If we subtract those, we are back now to 2,000 ‘companies’.
Less the 90 companies which are are suspended,
takes us down to 1,910.
Dissecting those remaining 1,910 companies……
767 of them have market capitalisations below $25 million,
a further 256 are trading with a market cap between $25-$50 million,
and another 209 have market caps between $50m – $100m.
That’s a total of 1,230 companies (of the 1,910 left ‘trading’) having market caps of $100 million or less
And 170 companies have market caps between $100m and $200m.
Of that group, we have a total of 1,300 companies with a market cap below $200m.
Arguably, 68% of the companies listed on the ASX hardly matter, and less so to global investors.
Perhaps 40% of the total listed companies, shouldn’t be listed, at all.
Of the 600 companies remaining, 200 companies are trading with market caps between $200 and $686 million.
The 400th largest company has a market cap of $686 million.
The Australian equity market is shrinking and thus “de-equitising”.
The silver lining is…that being a public company allows investors to sift through a company’s particulars freely.
The de-equitisation of the ASX is a positive for the shareholders as feasible investment opportunities are becoming scarce.
It’s not good for the Australian Stock Exchange per se.
Scarcity and tension is also increasing as pension (superannuation) and private equity funds are seeking to deploy more of their ‘idle’ capital.
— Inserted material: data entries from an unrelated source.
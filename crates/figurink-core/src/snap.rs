//! Snap functionality: finds the bindable target nearest to the cursor.
//!
//! Priority order: discrete anchors (vertices and centers), then boundary
//! projections (edges, round boundaries, curves), then grid intersections.
//! An anchor inside the vertex threshold always wins over a boundary
//! projection, even a closer one.

use crate::geometry::{self, distance};
use crate::shapes::{Binding, PathParam, Shape, ShapeId, ShapeKind};
use crate::viewport::Viewport;
use kurbo::Point;
use serde::{Deserialize, Serialize};

/// Grid size for snapping (matches the visual grid).
pub const GRID_SIZE: f64 = 20.0;

/// Distance within which a vertex, center or grid point captures the cursor (screen pixels).
pub const VERTEX_SNAP_THRESHOLD: f64 = 8.0;

/// Distance within which an edge or path projection captures the cursor (screen pixels).
pub const EDGE_SNAP_THRESHOLD: f64 = 12.0;

/// Angle snap increment in degrees.
pub const ANGLE_SNAP_INCREMENT: f64 = 15.0;

/// Grid snapping parameters.
#[derive(Debug, Clone, Copy, PartialEq, Serialize, Deserialize)]
#[serde(default)]
pub struct GridConfig {
    /// Distance between grid lines.
    pub spacing: f64,
}

impl Default for GridConfig {
    fn default() -> Self {
        Self { spacing: GRID_SIZE }
    }
}

/// Snap thresholds and grid settings.
#[derive(Debug, Clone, Copy, PartialEq, Serialize, Deserialize)]
#[serde(default)]
pub struct SnapConfig {
    pub vertex_threshold: f64,
    pub edge_threshold: f64,
    /// Grid snapping, None = disabled.
    pub grid: Option<GridConfig>,
}

impl Default for SnapConfig {
    fn default() -> Self {
        Self {
            vertex_threshold: VERTEX_SNAP_THRESHOLD,
            edge_threshold: EDGE_SNAP_THRESHOLD,
            grid: None,
        }
    }
}

impl SnapConfig {
    pub fn with_grid(mut self, grid: GridConfig) -> Self {
        self.grid = Some(grid);
        self
    }
}

/// Type of snap target.
#[derive(Debug, Clone, Copy, PartialEq, Eq)]
pub enum SnapTargetKind {
    /// Visual corner/vertex of a shape, with its corner index.
    Vertex(usize),
    /// Center of a shape.
    Center,
    /// Point on a straight visual edge.
    Edge,
    /// Point on a round boundary or an analytic curve.
    Path,
    /// Grid intersection.
    Grid,
}

/// What the cursor snapped to.
#[derive(Debug, Clone, Copy, PartialEq)]
pub struct SnapTarget {
    /// The shape snapped to (None for grid points).
    pub shape: Option<ShapeId>,
    pub kind: SnapTargetKind,
}

/// Result of a snap operation.
#[derive(Debug, Clone, PartialEq)]
pub struct SnapResult {
    /// The snapped point (the raw cursor when nothing snapped).
    pub point: Point,
    /// Whether any snapping occurred.
    pub snapped: bool,
    /// Binding the new or dragged shape should take on, if any.
    pub binding: Option<Binding>,
    /// What was snapped to.
    pub target: Option<SnapTarget>,
}

impl SnapResult {
    /// Create a result with no snapping.
    pub fn none(point: Point) -> Self {
        Self {
            point,
            snapped: false,
            binding: None,
            target: None,
        }
    }
}

/// Snap a value to the nearest multiple of `increment`.
pub fn snap_angle(angle_degrees: f64, increment: f64) -> f64 {
    if increment <= 0.0 {
        return angle_degrees;
    }
    (angle_degrees / increment).round() * increment
}

/// Snap a point to the nearest grid intersection.
pub fn snap_to_grid(point: Point, grid_size: f64) -> Point {
    if grid_size <= 0.0 {
        return point;
    }
    Point::new(
        (point.x / grid_size).round() * grid_size,
        (point.y / grid_size).round() * grid_size,
    )
}

/// Find the snap target nearest to `cursor` among `shapes`, skipping `exclude`.
///
/// Point-shape anchors produce a `points_link` binding, boundary projections an
/// `on_edge` or `on_path` binding; other anchors and grid points snap the
/// position only.
pub fn find_snap_target(
    cursor: Point,
    shapes: &[Shape],
    exclude: &[ShapeId],
    config: &SnapConfig,
    viewport: &Viewport,
) -> SnapResult {
    find(cursor, shapes, exclude, config, viewport, Anchors::All)
}

/// Snap for placing a free-standing point.
///
/// Points bind only to edges and paths: other point shapes are never anchors
/// here. A polygon or box vertex binds as the start of its edge (`t = 0`), a
/// center lying on the outline (a segment midpoint, a curve vertex) binds
/// there. Anchors that lie off the outline give way to the nearest boundary
/// projection, so a point that snaps to a shape is always bound to it.
pub fn snap_free_point(
    cursor: Point,
    shapes: &[Shape],
    exclude: &[ShapeId],
    config: &SnapConfig,
    viewport: &Viewport,
) -> SnapResult {
    let result = find(cursor, shapes, exclude, config, viewport, Anchors::ExceptPoints);
    let Some(SnapTarget {
        shape: Some(id),
        kind,
    }) = result.target
    else {
        return result;
    };
    if result.binding.is_some() {
        return result;
    }
    let binding = shapes.iter().find(|s| s.id == id).and_then(|s| match kind {
        SnapTargetKind::Vertex(index) => vertex_binding(s, index),
        SnapTargetKind::Center => center_binding(s),
        _ => None,
    });
    match binding {
        Some(binding) => SnapResult {
            binding: Some(binding),
            ..result
        },
        None => find(cursor, shapes, exclude, config, viewport, Anchors::Off),
    }
}

/// Snap for placing one endpoint (`slot` 0 or 1) of a connecting segment.
///
/// A point shape within the vertex threshold forces a `points_link`. Otherwise
/// the position still snaps, but edge and path bindings are dropped: segments
/// connect named points, not arbitrary boundary positions.
pub fn snap_segment_endpoint(
    cursor: Point,
    slot: usize,
    shapes: &[Shape],
    exclude: &[ShapeId],
    config: &SnapConfig,
    viewport: &Viewport,
) -> SnapResult {
    let nearest_point = shapes
        .iter()
        .filter(|s| matches!(s.kind, ShapeKind::Point) && !exclude.contains(&s.id))
        .filter_map(|s| {
            geometry::visual_corners(s)
                .first()
                .map(|p| (s.id, *p, distance(cursor, *p)))
        })
        .filter(|(_, _, d)| *d <= config.vertex_threshold)
        .min_by(|a, b| a.2.total_cmp(&b.2));

    if let Some((id, point, _)) = nearest_point {
        return SnapResult {
            point,
            snapped: true,
            binding: Some(Binding::link_endpoint(None, slot, id)),
            target: Some(SnapTarget {
                shape: Some(id),
                kind: SnapTargetKind::Vertex(0),
            }),
        };
    }

    let mut result = find(cursor, shapes, exclude, config, viewport, Anchors::All);
    result.binding = None;
    result
}

/// Which discrete anchors take part in a search.
#[derive(Debug, Clone, Copy, PartialEq, Eq)]
enum Anchors {
    All,
    ExceptPoints,
    Off,
}

fn find(
    cursor: Point,
    shapes: &[Shape],
    exclude: &[ShapeId],
    config: &SnapConfig,
    viewport: &Viewport,
    anchors: Anchors,
) -> SnapResult {
    let candidates: Vec<&Shape> = shapes.iter().filter(|s| !exclude.contains(&s.id)).collect();

    if anchors != Anchors::Off {
        let point_anchors = anchors == Anchors::All;
        if let Some(result) = nearest_anchor(cursor, &candidates, config, viewport, point_anchors) {
            return result;
        }
    }
    if let Some(result) = nearest_boundary(cursor, &candidates, config, viewport) {
        return result;
    }
    if let Some(grid) = config.grid {
        let point = snap_to_grid(cursor, grid.spacing);
        if distance(point, cursor) <= config.vertex_threshold {
            return SnapResult {
                point,
                snapped: true,
                binding: None,
                target: Some(SnapTarget {
                    shape: None,
                    kind: SnapTargetKind::Grid,
                }),
            };
        }
    }
    SnapResult::none(cursor)
}

/// Step 1: vertices and centers.
fn nearest_anchor(
    cursor: Point,
    candidates: &[&Shape],
    config: &SnapConfig,
    viewport: &Viewport,
    point_anchors: bool,
) -> Option<SnapResult> {
    let mut anchors: Vec<(Point, &Shape, SnapTargetKind)> = Vec::new();
    for shape in candidates.iter().copied() {
        let is_point = matches!(shape.kind, ShapeKind::Point);
        if is_point && !point_anchors {
            continue;
        }
        for (i, corner) in geometry::visual_corners(shape).into_iter().enumerate() {
            anchors.push((corner, shape, SnapTargetKind::Vertex(i)));
        }
        if !is_point {
            let center = match &shape.kind {
                ShapeKind::Curve(curve) => viewport.to_screen(curve.vertex()),
                _ => geometry::center(shape),
            };
            anchors.push((center, shape, SnapTargetKind::Center));
        }
    }

    let (_, point, shape, kind) = anchors
        .into_iter()
        .map(|(point, shape, kind)| (distance(cursor, point), point, shape, kind))
        .filter(|(d, ..)| *d <= config.vertex_threshold)
        .min_by(|a, b| a.0.total_cmp(&b.0))?;

    let binding = matches!(shape.kind, ShapeKind::Point).then(|| Binding::PointsLink {
        parents: [Some(shape.id), None],
    });
    Some(SnapResult {
        point,
        snapped: true,
        binding,
        target: Some(SnapTarget {
            shape: Some(shape.id),
            kind,
        }),
    })
}

/// Step 2: projections onto edges, round boundaries and curves.
fn nearest_boundary(
    cursor: Point,
    candidates: &[&Shape],
    config: &SnapConfig,
    viewport: &Viewport,
) -> Option<SnapResult> {
    let mut projections: Vec<(Point, Binding, SnapTargetKind)> = Vec::new();
    for shape in candidates.iter().copied() {
        match &shape.kind {
            ShapeKind::Point => {}
            ShapeKind::Circle | ShapeKind::Ellipse => {
                if let Some((point, angle)) = geometry::project_onto_ellipse(shape, cursor) {
                    let binding = Binding::OnPath {
                        parent: shape.id,
                        param: PathParam::Angle(angle),
                    };
                    projections.push((point, binding, SnapTargetKind::Path));
                }
            }
            ShapeKind::Curve(curve) => {
                let (point, x) =
                    geometry::project_onto_curve(curve, cursor, config.edge_threshold, viewport);
                let binding = Binding::OnPath {
                    parent: shape.id,
                    param: PathParam::X(x),
                };
                projections.push((point, binding, SnapTargetKind::Path));
            }
            ShapeKind::Segment
            | ShapeKind::Polygon
            | ShapeKind::Freehand
            | ShapeKind::Rectangle
            | ShapeKind::Square
            | ShapeKind::Text(_)
            | ShapeKind::Image(_) => {
                for (edge, (a, b)) in geometry::edges(shape).into_iter().enumerate() {
                    let (point, t) = geometry::project_onto_segment(cursor, a, b);
                    let binding = Binding::OnEdge {
                        parent: shape.id,
                        edge,
                        t,
                    };
                    projections.push((point, binding, SnapTargetKind::Edge));
                }
            }
        }
    }

    let (_, point, binding, kind) = projections
        .into_iter()
        .map(|(point, binding, kind)| (distance(cursor, point), point, binding, kind))
        .filter(|(d, ..)| *d <= config.edge_threshold)
        .min_by(|a, b| a.0.total_cmp(&b.0))?;

    let shape = binding.parents().first().copied();
    Some(SnapResult {
        point,
        snapped: true,
        binding: Some(binding),
        target: Some(SnapTarget { shape, kind }),
    })
}

/// Edge binding that reproduces visual corner `index` of `shape`.
fn vertex_binding(shape: &Shape, index: usize) -> Option<Binding> {
    if shape.kind.is_round() {
        return None;
    }
    let count = geometry::edge_count(shape);
    if count == 0 {
        return None;
    }
    let (edge, t) = if index < count {
        (index, 0.0)
    } else {
        // Last vertex of an open polyline ends the final edge.
        (count - 1, 1.0)
    };
    Some(Binding::OnEdge {
        parent: shape.id,
        edge,
        t,
    })
}

/// Binding for the center anchor of `shape`, if the center lies on its outline.
fn center_binding(shape: &Shape) -> Option<Binding> {
    if let ShapeKind::Curve(curve) = &shape.kind {
        return Some(Binding::OnPath {
            parent: shape.id,
            param: PathParam::X(curve.h),
        });
    }
    let center = geometry::center(shape);
    geometry::edges(shape)
        .into_iter()
        .enumerate()
        .find_map(|(edge, (a, b))| {
            let (point, t) = geometry::project_onto_segment(center, a, b);
            (distance(point, center) < geometry::EPSILON).then_some(Binding::OnEdge {
                parent: shape.id,
                edge,
                t,
            })
        })
}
An added ’squeeze’ is that Australian companies are ‘cheap’ on a U.S. Dollar basis.
With a currency trading at an USD/AUD exchange rate of 0.6400…..buying an Australian business which has a market cap of A$400 million, doesn’t seem to much when you consider the price tag to an American buyer is only US$256 million.
The other ‘bullish’ reference I’ll leave readers with is that in 2003, there were nearly 8,000 securities listed on U.S. equity exchanges.
Today, it’s close to 5,000 securities.
That is the picture of de-equitisation and scarcity.